Top of RECORD EXCERPTS

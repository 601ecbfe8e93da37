//! Read-only catalog of slide presets.
//!
//! Templates describe a background and a set of id-less node blueprints.
//! Instantiation always mints fresh ids; the catalog itself never changes.

use serde::{Deserialize, Serialize};

use crate::{Alignment, FontStyle, Node, NodeKind, Position, Size};

/// 1x1 PNG standing in until the user drops a real image onto the slide.
const PLACEHOLDER_IMAGE: &str = "data:image/png;base64,\
iVBORw0KGgoAAAANSUhEUgAAAAEAAAABCAYAAAAfFcSJAAAADUlEQVR42mP8z8BQDwAEhQGAhKmMIQAAAABJRU5ErkJggg==";

/// A node descriptor without identity. Z-index values are relative hints;
/// templates place text above images.
#[derive(Debug, Clone, PartialEq, Serialize, Deserialize)]
#[serde(rename_all = "camelCase")]
pub struct NodeBlueprint {
    /// Initial position.
    pub position: Position,
    /// Relative paint-order hint.
    pub z_index: i32,
    /// Content the instantiated node will carry.
    pub kind: NodeKind,
}

impl NodeBlueprint {
    /// Materialize a node with a fresh id.
    #[must_use]
    pub fn instantiate(&self) -> Node {
        Node::new(self.position, self.z_index, self.kind.clone())
    }
}

/// A named slide preset.
#[derive(Debug, Clone, PartialEq, Serialize, Deserialize)]
#[serde(rename_all = "camelCase")]
pub struct SlideTemplate {
    /// Display name shown in the template picker.
    pub name: String,
    /// Slide background fill as hex.
    pub background_color: String,
    /// Id-less node descriptors.
    pub nodes: Vec<NodeBlueprint>,
}

fn text_blueprint(
    content: &str,
    position: Position,
    font_size: f64,
    alignment: Alignment,
    font_style: FontStyle,
    z_index: i32,
) -> NodeBlueprint {
    NodeBlueprint {
        position,
        z_index,
        kind: NodeKind::Text {
            content: content.to_string(),
            font_size,
            font_family: "Inter".to_string(),
            fill_color: "#1a1a2e".to_string(),
            width: Some(880.0),
            height: None,
            alignment,
            font_style,
            background_color: None,
        },
    }
}

fn image_blueprint(position: Position, size: Size, z_index: i32) -> NodeBlueprint {
    NodeBlueprint {
        position,
        z_index,
        kind: NodeKind::Image {
            source_reference: PLACEHOLDER_IMAGE.to_string(),
            size,
            opacity: None,
            rotation: None,
        },
    }
}

/// The available template catalog. Returned by value; callers may not
/// mutate the catalog through it.
#[must_use]
pub fn available_templates() -> Vec<SlideTemplate> {
    let bold = FontStyle {
        bold: true,
        ..FontStyle::default()
    };
    let italic = FontStyle {
        italic: true,
        ..FontStyle::default()
    };

    vec![
        SlideTemplate {
            name: "Title".to_string(),
            background_color: "#f7f3ee".to_string(),
            nodes: vec![
                text_blueprint(
                    "Your headline here",
                    Position::new(100.0, 380.0),
                    72.0,
                    Alignment::Center,
                    bold,
                    2,
                ),
                text_blueprint(
                    "A short supporting line",
                    Position::new(100.0, 520.0),
                    36.0,
                    Alignment::Center,
                    FontStyle::default(),
                    1,
                ),
            ],
        },
        SlideTemplate {
            name: "Quote".to_string(),
            background_color: "#1a1a2e".to_string(),
            nodes: vec![
                text_blueprint(
                    "\u{201c}Write the quote here.\u{201d}",
                    Position::new(100.0, 400.0),
                    48.0,
                    Alignment::Center,
                    italic,
                    2,
                ),
                text_blueprint(
                    "\u{2014} Attribution",
                    Position::new(100.0, 600.0),
                    28.0,
                    Alignment::Center,
                    FontStyle::default(),
                    1,
                ),
            ],
        },
        SlideTemplate {
            name: "List".to_string(),
            background_color: "#ffffff".to_string(),
            nodes: vec![
                text_blueprint(
                    "Three things to know",
                    Position::new(100.0, 120.0),
                    54.0,
                    Alignment::Left,
                    bold,
                    3,
                ),
                text_blueprint(
                    "1. First point\n2. Second point\n3. Third point",
                    Position::new(100.0, 320.0),
                    36.0,
                    Alignment::Left,
                    FontStyle::default(),
                    2,
                ),
            ],
        },
        SlideTemplate {
            name: "Feature".to_string(),
            background_color: "#eef2f7".to_string(),
            nodes: vec![
                image_blueprint(Position::new(100.0, 280.0), Size::new(880.0, 560.0), 0),
                text_blueprint(
                    "Show the feature",
                    Position::new(100.0, 120.0),
                    54.0,
                    Alignment::Left,
                    bold,
                    2,
                ),
                text_blueprint(
                    "One line on why it matters",
                    Position::new(100.0, 900.0),
                    32.0,
                    Alignment::Left,
                    FontStyle::default(),
                    1,
                ),
            ],
        },
    ]
}
//! External collaborator interfaces.
//!
//! The remote persistence API and the font-catalog service live outside this
//! system; only their seams are defined here. Implementations are injected
//! by the host application.

use async_trait::async_trait;
use serde::{Deserialize, Serialize};

use crate::{CoreResult, Slide};

/// Payload for creating or updating a named carousel document remotely.
#[derive(Debug, Clone, Serialize, Deserialize)]
#[serde(rename_all = "camelCase")]
pub struct CarouselDraft {
    /// Display title.
    pub title: String,
    /// Free-form description.
    pub description: String,
    /// Ordered slide payloads.
    pub slides: Vec<Slide>,
    /// Optional PNG thumbnail of the first slide.
    #[serde(default, skip_serializing_if = "Option::is_none")]
    pub thumbnail_png: Option<Vec<u8>>,
}

/// Create/update/delete API for named carousel documents.
#[async_trait]
pub trait CarouselApi: Send + Sync {
    /// Create a carousel and return its remote identifier.
    async fn create(&self, draft: &CarouselDraft) -> CoreResult<String>;

    /// Update an existing carousel.
    async fn update(&self, id: &str, draft: &CarouselDraft) -> CoreResult<()>;

    /// Delete a carousel.
    async fn delete(&self, id: &str) -> CoreResult<()>;
}

/// A loadable font resource reference returned by the catalog.
#[derive(Debug, Clone, PartialEq, Eq, Serialize, Deserialize)]
#[serde(rename_all = "camelCase")]
pub struct FontResource {
    /// Family name to request at render time.
    pub family: String,
    /// Where the font bytes can be loaded from.
    pub source: String,
}

/// Font-catalog service: list/upload/refresh by family name.
#[async_trait]
pub trait FontCatalog: Send + Sync {
    /// List the families currently available.
    async fn list(&self) -> CoreResult<Vec<FontResource>>;

    /// Upload font bytes under a family name, returning its resource.
    async fn upload(&self, family: &str, bytes: Vec<u8>) -> CoreResult<FontResource>;

    /// Re-read the backing catalog.
    async fn refresh(&self) -> CoreResult<()>;
}
//! Durable snapshot serialization.
//!
//! The persisted shape is `{format, slides, canvasSize, currentIndex}`.
//! Loading dispatches on the `format` discriminant: the current `"nodes"`
//! shape parses directly; a payload without a discriminant is treated as the
//! legacy shape (separate per-kind `texts`/`images`/`pdfs` arrays on each
//! slide) and converted, assigning ids where missing; anything else fails
//! closed to a single blank slide at index 0.

use serde::{Deserialize, Serialize};

use crate::{
    Alignment, CanvasPreset, CoreResult, Document, FontStyle, Node, NodeId, NodeKind, Position,
    Size, Slide, SlideId, DEFAULT_BACKGROUND,
};

/// Discriminant value written by the current snapshot shape.
pub const SNAPSHOT_FORMAT: &str = "nodes";

/// The serialized document shape.
#[derive(Debug, Clone, Serialize, Deserialize)]
#[serde(rename_all = "camelCase")]
pub struct DocumentSnapshot {
    /// Shape discriminant; always [`SNAPSHOT_FORMAT`] for this version.
    pub format: String,
    /// Ordered slide payloads.
    pub slides: Vec<Slide>,
    /// Active canvas dimensions in pixels.
    pub canvas_size: Size,
    /// Index of the focused slide.
    pub current_index: usize,
}

impl From<&Document> for DocumentSnapshot {
    fn from(document: &Document) -> Self {
        Self {
            format: SNAPSHOT_FORMAT.to_string(),
            slides: document.slides.clone(),
            canvas_size: document.canvas_preset.size(),
            current_index: document.current_slide_index,
        }
    }
}

impl DocumentSnapshot {
    /// Rebuild a runtime document, re-establishing the invariants: at least
    /// one slide, a valid focus index, no selection.
    #[must_use]
    pub fn into_document(self) -> Document {
        let mut slides = self.slides;
        if slides.is_empty() {
            slides.push(Slide::blank());
        }
        let current_slide_index = self.current_index.min(slides.len() - 1);
        Document {
            slides,
            current_slide_index,
            selected_node_id: None,
            canvas_preset: CanvasPreset::from_size(self.canvas_size).unwrap_or_default(),
        }
    }
}

/// Serialize a document to its snapshot JSON.
///
/// # Errors
///
/// Returns an error if serialization fails.
pub fn encode(document: &Document) -> CoreResult<String> {
    Ok(serde_json::to_string_pretty(&DocumentSnapshot::from(
        document,
    ))?)
}

/// Deserialize a snapshot, never failing: absent, malformed, or
/// unrecognized payloads fall back to one blank slide at index 0.
#[must_use]
pub fn decode(json: &str) -> Document {
    let Ok(value) = serde_json::from_str::<serde_json::Value>(json) else {
        tracing::warn!("Snapshot is not valid JSON, falling back to blank document");
        return Document::blank();
    };

    match value.get("format").and_then(serde_json::Value::as_str) {
        Some(SNAPSHOT_FORMAT) => serde_json::from_value::<DocumentSnapshot>(value).map_or_else(
            |e| {
                tracing::warn!("Malformed snapshot, falling back: {e}");
                Document::blank()
            },
            DocumentSnapshot::into_document,
        ),
        Some(other) => {
            tracing::warn!("Unrecognized snapshot format {other:?}, falling back");
            Document::blank()
        }
        None => serde_json::from_value::<LegacySnapshot>(value).map_or_else(
            |e| {
                tracing::warn!("Malformed legacy snapshot, falling back: {e}");
                Document::blank()
            },
            LegacySnapshot::into_document,
        ),
    }
}

// ---------------------------------------------------------------------------
// Legacy shape
// ---------------------------------------------------------------------------

/// Pre-unification snapshot: per-kind arrays instead of one node list.
#[derive(Debug, Deserialize)]
#[serde(rename_all = "camelCase")]
struct LegacySnapshot {
    slides: Vec<LegacySlide>,
    canvas_size: Option<Size>,
    #[serde(default)]
    current_index: usize,
}

#[derive(Debug, Deserialize)]
#[serde(rename_all = "camelCase")]
struct LegacySlide {
    #[serde(default)]
    background_color: Option<String>,
    #[serde(default)]
    background_image: Option<String>,
    #[serde(default)]
    texts: Vec<LegacyText>,
    #[serde(default)]
    images: Vec<LegacyImage>,
    #[serde(default)]
    pdfs: Vec<LegacyPdfPage>,
}

#[derive(Debug, Deserialize)]
#[serde(rename_all = "camelCase")]
struct LegacyText {
    #[serde(default)]
    id: Option<String>,
    content: String,
    x: f64,
    y: f64,
    #[serde(default = "default_font_size")]
    font_size: f64,
    #[serde(default = "default_font_family")]
    font_family: String,
    #[serde(default = "default_fill")]
    fill: String,
    #[serde(default)]
    width: Option<f64>,
    #[serde(default)]
    height: Option<f64>,
    #[serde(default)]
    align: Alignment,
}

#[derive(Debug, Deserialize)]
#[serde(rename_all = "camelCase")]
struct LegacyImage {
    #[serde(default)]
    id: Option<String>,
    src: String,
    x: f64,
    y: f64,
    width: f64,
    height: f64,
    #[serde(default)]
    opacity: Option<f64>,
}

#[derive(Debug, Deserialize)]
#[serde(rename_all = "camelCase")]
struct LegacyPdfPage {
    src: String,
    x: f64,
    y: f64,
    width: f64,
    height: f64,
}

fn default_font_size() -> f64 {
    24.0
}

fn default_font_family() -> String {
    "Inter".to_string()
}

fn default_fill() -> String {
    "#000000".to_string()
}

/// Reuse a legacy id when it parses, otherwise assign a fresh one.
fn legacy_node_id(id: Option<&str>) -> NodeId {
    id.and_then(|s| NodeId::parse(s).ok())
        .unwrap_or_else(NodeId::new)
}

impl LegacySnapshot {
    fn into_document(self) -> Document {
        let slides: Vec<Slide> = self.slides.into_iter().map(LegacySlide::unify).collect();
        DocumentSnapshot {
            format: SNAPSHOT_FORMAT.to_string(),
            slides,
            canvas_size: self
                .canvas_size
                .unwrap_or_else(|| CanvasPreset::default().size()),
            current_index: self.current_index,
        }
        .into_document()
    }
}

impl LegacySlide {
    /// Fold the per-kind arrays into one node list. Imported pdf pages and
    /// plain images sit at z 0, text at z 1; list order keeps text on top.
    fn unify(self) -> Slide {
        let mut nodes = Vec::new();

        for page in self.pdfs {
            nodes.push(Node {
                id: NodeId::new(),
                position: Position::new(page.x, page.y),
                draggable: true,
                z_index: 0,
                kind: NodeKind::Image {
                    source_reference: page.src,
                    size: Size::new(page.width, page.height),
                    opacity: None,
                    rotation: None,
                },
            });
        }

        for image in self.images {
            nodes.push(Node {
                id: legacy_node_id(image.id.as_deref()),
                position: Position::new(image.x, image.y),
                draggable: true,
                z_index: 0,
                kind: NodeKind::Image {
                    source_reference: image.src,
                    size: Size::new(image.width, image.height),
                    opacity: image.opacity,
                    rotation: None,
                },
            });
        }

        for text in self.texts {
            nodes.push(Node {
                id: legacy_node_id(text.id.as_deref()),
                position: Position::new(text.x, text.y),
                draggable: true,
                z_index: 1,
                kind: NodeKind::Text {
                    content: text.content,
                    font_size: text.font_size,
                    font_family: text.font_family,
                    fill_color: text.fill,
                    width: text.width,
                    height: text.height,
                    alignment: text.align,
                    font_style: FontStyle::default(),
                    background_color: None,
                },
            });
        }

        Slide {
            id: SlideId::new(),
            background_color: self
                .background_color
                .unwrap_or_else(|| DEFAULT_BACKGROUND.to_string()),
            background_image: self.background_image,
            nodes,
        }
    }
}

#[cfg(test)]
mod tests {
    use super::*;
    use crate::available_templates;

    #[test]
    fn test_round_trip_is_deep_equal() {
        let mut document = Document::blank();
        let templates = available_templates();
        document.slides.push(Slide::from_template(&templates[0]));
        document.slides.push(Slide::from_template(&templates[2]));
        document.current_slide_index = 2;
        document.canvas_preset = CanvasPreset::Portrait;

        let json = encode(&document).expect("encode");
        let back = decode(&json);

        assert_eq!(back, document);
    }

    #[test]
    fn test_malformed_json_falls_back() {
        let doc = decode("{not json");
        assert_eq!(doc.slide_count(), 1);
        assert_eq!(doc.current_slide_index, 0);
        assert!(doc.slides[0].nodes.is_empty());
        assert!(doc.selected_node_id.is_none());
    }

    #[test]
    fn test_unrecognized_format_fails_closed() {
        let doc = decode(r#"{"format": "v99", "slides": []}"#);
        assert_eq!(doc.slide_count(), 1);
        assert_eq!(doc.current_slide_index, 0);
        assert!(doc.slides[0].nodes.is_empty());
    }

    #[test]
    fn test_empty_slides_backfilled() {
        let json = r#"{
            "format": "nodes",
            "slides": [],
            "canvasSize": {"width": 1080.0, "height": 1080.0},
            "currentIndex": 3
        }"#;
        let doc = decode(json);
        assert_eq!(doc.slide_count(), 1);
        assert_eq!(doc.current_slide_index, 0);
    }

    #[test]
    fn test_out_of_range_index_clamped() {
        let mut document = Document::blank();
        document.slides.push(Slide::blank());
        let mut snapshot = DocumentSnapshot::from(&document);
        snapshot.current_index = 99;
        let doc = snapshot.into_document();
        assert_eq!(doc.current_slide_index, 1);
    }

    #[test]
    fn test_legacy_shape_converted() {
        let json = r##"{
            "slides": [
                {
                    "backgroundColor": "#fafafa",
                    "texts": [
                        {"content": "Legacy title", "x": 50.0, "y": 80.0, "fontSize": 40.0}
                    ],
                    "images": [
                        {"src": "hero.png", "x": 0.0, "y": 200.0, "width": 500.0, "height": 400.0}
                    ],
                    "pdfs": [
                        {"src": "page-1.png", "x": 0.0, "y": 0.0, "width": 1080.0, "height": 1080.0}
                    ]
                },
                {"texts": [], "images": []}
            ],
            "canvasSize": {"width": 1080.0, "height": 1350.0},
            "currentIndex": 1
        }"##;

        let doc = decode(json);
        assert_eq!(doc.slide_count(), 2);
        assert_eq!(doc.current_slide_index, 1);
        assert_eq!(doc.canvas_preset, CanvasPreset::Portrait);

        let slide = &doc.slides[0];
        assert_eq!(slide.background_color, "#fafafa");
        assert_eq!(slide.nodes.len(), 3);
        // pdf page and image converted to image nodes, text on top.
        assert!(slide.has_image_source("page-1.png"));
        assert!(slide.has_image_source("hero.png"));
        let top = slide.painter_order().last().copied().expect("top node");
        match &top.kind {
            NodeKind::Text { content, .. } => assert_eq!(content, "Legacy title"),
            NodeKind::Image { .. } => panic!("expected text on top"),
        }
    }

    #[test]
    fn test_legacy_missing_ids_assigned_unique() {
        let json = r#"{
            "slides": [{
                "texts": [
                    {"content": "a", "x": 0.0, "y": 0.0},
                    {"content": "b", "x": 0.0, "y": 50.0}
                ]
            }]
        }"#;
        let doc = decode(json);
        let ids: Vec<NodeId> = doc.slides[0].nodes.iter().map(|n| n.id).collect();
        assert_eq!(ids.len(), 2);
        assert_ne!(ids[0], ids[1]);
    }
}
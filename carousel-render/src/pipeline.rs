//! The export pipeline.
//!
//! Drives `Idle -> Preparing -> (SelectSlide -> AwaitReady -> Capture ->
//! Encode) x N -> Assembling -> Finalizing -> Idle` over one live surface,
//! reused sequentially. Finalization is a drop guard that runs on every
//! exit - success, per-slide degradation, abort, or the export future
//! being dropped at an await point - restoring the focused slide,
//! releasing the surface, and emitting the terminal event.
//!
//! At most one export runs at a time; a second request is rejected with
//! [`ExportError::Busy`] while the first keeps the surface.

use std::time::Duration;

use carousel_core::DocumentStore;
use tokio::sync::broadcast;

use crate::error::{ExportError, ExportResult};
use crate::pdf::{assemble_pdf, DeckMetadata};
use crate::surface::{parse_hex_color, CapturedFrame, RenderSurface};
use crate::{encode_jpeg, encode_png};

/// What is being exported; decides resolution and encoding tradeoffs.
#[derive(Debug, Clone, Copy, PartialEq, Eq)]
pub enum ExportKind {
    /// The current slide as one downloadable image.
    Image,
    /// The whole deck as a paginated document.
    Document,
}

impl std::fmt::Display for ExportKind {
    fn fmt(&self, f: &mut std::fmt::Formatter<'_>) -> std::fmt::Result {
        match self {
            Self::Image => write!(f, "image"),
            Self::Document => write!(f, "document"),
        }
    }
}

/// Tunable pipeline parameters.
#[derive(Debug, Clone)]
pub struct ExportConfig {
    /// Settle time between focusing a slide and sampling pixels; the
    /// dominant latency source of a multi-slide export.
    pub settle_delay: Duration,
    /// Supersampling factor for single-image export (lossless kind).
    pub image_scale: f64,
    /// Supersampling factor for document export (lossy kind).
    pub document_scale: f64,
    /// JPEG quality for document pages, `1..=100`.
    pub jpeg_quality: u8,
    /// DPI used to size PDF pages from pixel dimensions.
    pub dpi: f32,
    /// Background blended under transparent pixels when encoding lossy
    /// pages.
    pub background: [u8; 4],
}

impl Default for ExportConfig {
    fn default() -> Self {
        Self {
            settle_delay: Duration::from_millis(300),
            image_scale: 3.0,
            document_scale: 2.0,
            jpeg_quality: 80,
            dpi: 96.0,
            background: [255, 255, 255, 255],
        }
    }
}

/// Terminal result of an export, as surfaced to the user. Failure carries
/// no internal detail; that is logged instead.
#[derive(Debug, Clone, PartialEq, Eq)]
pub enum ExportOutcome {
    /// A single image was produced.
    Image {
        /// Deterministic download name, `slide-{ordinal}.png`.
        file_name: String,
    },
    /// A paginated document was produced.
    Document {
        /// Number of pages, equal to the slide count.
        slide_count: usize,
    },
    /// The export failed.
    Failed,
}

/// Events observed by the presentation layer.
///
/// `Started` tells subscribers to hide interactive chrome, selection
/// outlines, and watermarks; `Finished` is guaranteed to follow every
/// `Started`, even on failure, so the hide is always reverted.
#[derive(Debug, Clone)]
pub enum ExportEvent {
    /// An export began.
    Started {
        /// What is being exported.
        kind: ExportKind,
    },
    /// One more slide finished capture and encoding.
    Progress {
        /// Slides completed so far.
        completed: usize,
        /// Total slides in this export.
        total: usize,
        /// Completion percentage, `0..=100`.
        percent: u8,
    },
    /// The export reached its terminal state.
    Finished {
        /// Success or generic failure.
        outcome: ExportOutcome,
    },
}

/// A downloadable single-slide raster.
#[derive(Debug, Clone)]
pub struct ImageArtifact {
    /// Deterministic file name from the slide ordinal.
    pub file_name: String,
    /// Lossless PNG bytes.
    pub png: Vec<u8>,
}

/// A paginated whole-deck document.
#[derive(Debug, Clone)]
pub struct DocumentArtifact {
    /// PDF bytes, one page per slide in original order.
    pub pdf: Vec<u8>,
    /// Title/creator/subject triple for the save API.
    pub metadata: DeckMetadata,
    /// Number of pages.
    pub page_count: usize,
}

/// Orchestrates capture, encoding, and assembly over one surface.
pub struct Exporter<S: RenderSurface> {
    surface: S,
    config: ExportConfig,
    events: broadcast::Sender<ExportEvent>,
    busy: bool,
}

impl<S: RenderSurface> Exporter<S> {
    /// Create an exporter owning the given surface.
    #[must_use]
    pub fn new(surface: S, config: ExportConfig) -> Self {
        let (events, _) = broadcast::channel(64);
        Self {
            surface,
            config,
            events,
            busy: false,
        }
    }

    /// Subscribe to export lifecycle events.
    #[must_use]
    pub fn subscribe(&self) -> broadcast::Receiver<ExportEvent> {
        self.events.subscribe()
    }

    /// Whether an export is currently running.
    #[must_use]
    pub fn is_busy(&self) -> bool {
        self.busy
    }

    /// Export the current slide as a lossless PNG.
    ///
    /// # Errors
    ///
    /// Returns [`ExportError::Busy`] if an export is already running, or
    /// the underlying failure after finalization has run. Capture failure
    /// for a single-slide export aborts rather than degrading.
    pub async fn export_slide_image(
        &mut self,
        store: &mut DocumentStore,
    ) -> ExportResult<ImageArtifact> {
        if self.busy {
            return Err(ExportError::Busy);
        }
        self.busy = true;
        let _ = self.events.send(ExportEvent::Started {
            kind: ExportKind::Image,
        });
        let saved_index = store.document().current_slide_index;

        let mut run = ExportRun {
            exporter: self,
            store,
            saved_index,
            outcome: None,
        };
        let result = run.capture_image().await;
        if let Ok(artifact) = &result {
            run.outcome = Some(ExportOutcome::Image {
                file_name: artifact.file_name.clone(),
            });
        }
        result
    }

    /// Export the whole deck as a paginated PDF, one page per slide in
    /// original order.
    ///
    /// A single slide's capture failure is logged and that page degrades
    /// to a background-colored blank; the page count never changes. Only
    /// surface acquisition or assembly failure aborts the export.
    ///
    /// # Errors
    ///
    /// Returns [`ExportError::Busy`] if an export is already running, or
    /// the aborting failure after finalization has run.
    pub async fn export_document(
        &mut self,
        store: &mut DocumentStore,
        metadata: DeckMetadata,
    ) -> ExportResult<DocumentArtifact> {
        if self.busy {
            return Err(ExportError::Busy);
        }
        self.busy = true;
        let _ = self.events.send(ExportEvent::Started {
            kind: ExportKind::Document,
        });
        let saved_index = store.document().current_slide_index;

        let mut run = ExportRun {
            exporter: self,
            store,
            saved_index,
            outcome: None,
        };
        let result = run.capture_document(metadata).await;
        if let Ok(artifact) = &result {
            run.outcome = Some(ExportOutcome::Document {
                slide_count: artifact.page_count,
            });
        }
        result
    }
}

/// An in-flight export. Finalization lives in `Drop`, so every exit -
/// success, abort, or the whole future being dropped mid-await - releases
/// the surface, restores the pre-export focus, clears the busy flag, and
/// emits the terminal event.
struct ExportRun<'a, S: RenderSurface> {
    exporter: &'a mut Exporter<S>,
    store: &'a mut DocumentStore,
    saved_index: usize,
    /// Set by the caller on success; `None` at drop time means failure.
    outcome: Option<ExportOutcome>,
}

impl<S: RenderSurface> ExportRun<'_, S> {
    async fn capture_image(&mut self) -> ExportResult<ImageArtifact> {
        self.exporter.surface.acquire()?;
        if let Err(e) = self.exporter.surface.wait_ready().await {
            tracing::warn!("Resources degraded before capture: {e}");
        }
        tokio::time::sleep(self.exporter.config.settle_delay).await;

        let ordinal = self.store.document().current_slide_index + 1;
        let frame = self
            .exporter
            .surface
            .capture(self.store.document(), self.exporter.config.image_scale)?;
        let png = encode_png(&frame)?;

        Ok(ImageArtifact {
            file_name: format!("slide-{ordinal}.png"),
            png,
        })
    }

    async fn capture_document(&mut self, metadata: DeckMetadata) -> ExportResult<DocumentArtifact> {
        self.exporter.surface.acquire()?;

        let total = self.store.document().slide_count();
        let canvas = self.store.document().canvas_preset.size();
        let mut pages = Vec::with_capacity(total);

        for index in 0..total {
            self.store.set_current_slide(index);

            if let Err(e) = self.exporter.surface.wait_ready().await {
                tracing::warn!("Resources degraded before capturing slide {index}: {e}");
            }
            tokio::time::sleep(self.exporter.config.settle_delay).await;

            let frame = match self
                .exporter
                .surface
                .capture(self.store.document(), self.exporter.config.document_scale)
            {
                Ok(frame) => frame,
                Err(e) => {
                    // Skip-and-continue: the page count must not change.
                    tracing::warn!("Capture failed for slide {}, degrading page: {e}", index + 1);
                    degraded_frame(self.store, canvas, self.exporter.config.document_scale)
                }
            };
            pages.push(encode_jpeg(
                &frame,
                self.exporter.config.jpeg_quality,
                self.exporter.config.background,
            )?);

            let completed = index + 1;
            let _ = self.exporter.events.send(ExportEvent::Progress {
                completed,
                total,
                percent: percent(completed, total),
            });
        }

        let pdf = assemble_pdf(&pages, canvas, self.exporter.config.dpi, &metadata)?;
        Ok(DocumentArtifact {
            pdf,
            metadata,
            page_count: total,
        })
    }
}

impl<S: RenderSurface> Drop for ExportRun<'_, S> {
    fn drop(&mut self) {
        self.exporter.surface.release();
        self.store.set_current_slide(self.saved_index);
        self.exporter.busy = false;
        let outcome = self.outcome.take().unwrap_or(ExportOutcome::Failed);
        if outcome == ExportOutcome::Failed {
            tracing::warn!("Export finished without completing");
        }
        let _ = self.exporter.events.send(ExportEvent::Finished { outcome });
    }
}

/// Background-colored stand-in for a slide whose capture failed.
#[allow(clippy::cast_possible_truncation, clippy::cast_sign_loss)]
fn degraded_frame(
    store: &DocumentStore,
    canvas: carousel_core::Size,
    scale: f64,
) -> CapturedFrame {
    let fill = parse_hex_color(&store.document().current_slide().background_color);
    CapturedFrame::blank(
        (canvas.width * scale).max(1.0) as u32,
        (canvas.height * scale).max(1.0) as u32,
        fill,
    )
}

/// Integer completion percentage.
#[allow(clippy::cast_possible_truncation)]
fn percent(completed: usize, total: usize) -> u8 {
    if total == 0 {
        100
    } else {
        ((completed * 100) / total) as u8
    }
}

#[cfg(test)]
mod tests {
    use super::*;

    #[test]
    fn test_percent_rounding() {
        assert_eq!(percent(1, 3), 33);
        assert_eq!(percent(2, 3), 66);
        assert_eq!(percent(3, 3), 100);
        assert_eq!(percent(0, 0), 100);
    }

    #[test]
    fn test_export_kind_display() {
        assert_eq!(ExportKind::Image.to_string(), "image");
        assert_eq!(ExportKind::Document.to_string(), "document");
    }
}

Bottom of RECORD EXCERPTS

# ACTION ITEM:
Your response should hold the lines from the first line of the entries above through the line with "Relative paint-order hint.", each retyped exactly, and nothing else.

# REPLY:
repository 601ecbfe8e93da37
//! Read-only catalog of slide presets.
//!
//! Templates describe a background and a set of id-less node blueprints.
//! Instantiation always mints fresh ids; the catalog itself never changes.

use serde::{Deserialize, Serialize};

use crate::{Alignment, FontStyle, Node, NodeKind, Position, Size};

/// 1x1 PNG standing in until the user drops a real image onto the slide.
const PLACEHOLDER_IMAGE: &str = "data:image/png;base64,\
iVBORw0KGgoAAAANSUhEUgAAAAEAAAABCAYAAAAfFcSJAAAADUlEQVR42mP8z8BQDwAEhQGAhKmMIQAAAABJRU5ErkJggg==";

/// A node descriptor without identity. Z-index values are relative hints;
/// templates place text above images.
#[derive(Debug, Clone, PartialEq, Serialize, Deserialize)]
#[serde(rename_all = "camelCase")]
pub struct NodeBlueprint {
    /// Initial position.
    pub position: Position,
    /// Relative paint-order hint.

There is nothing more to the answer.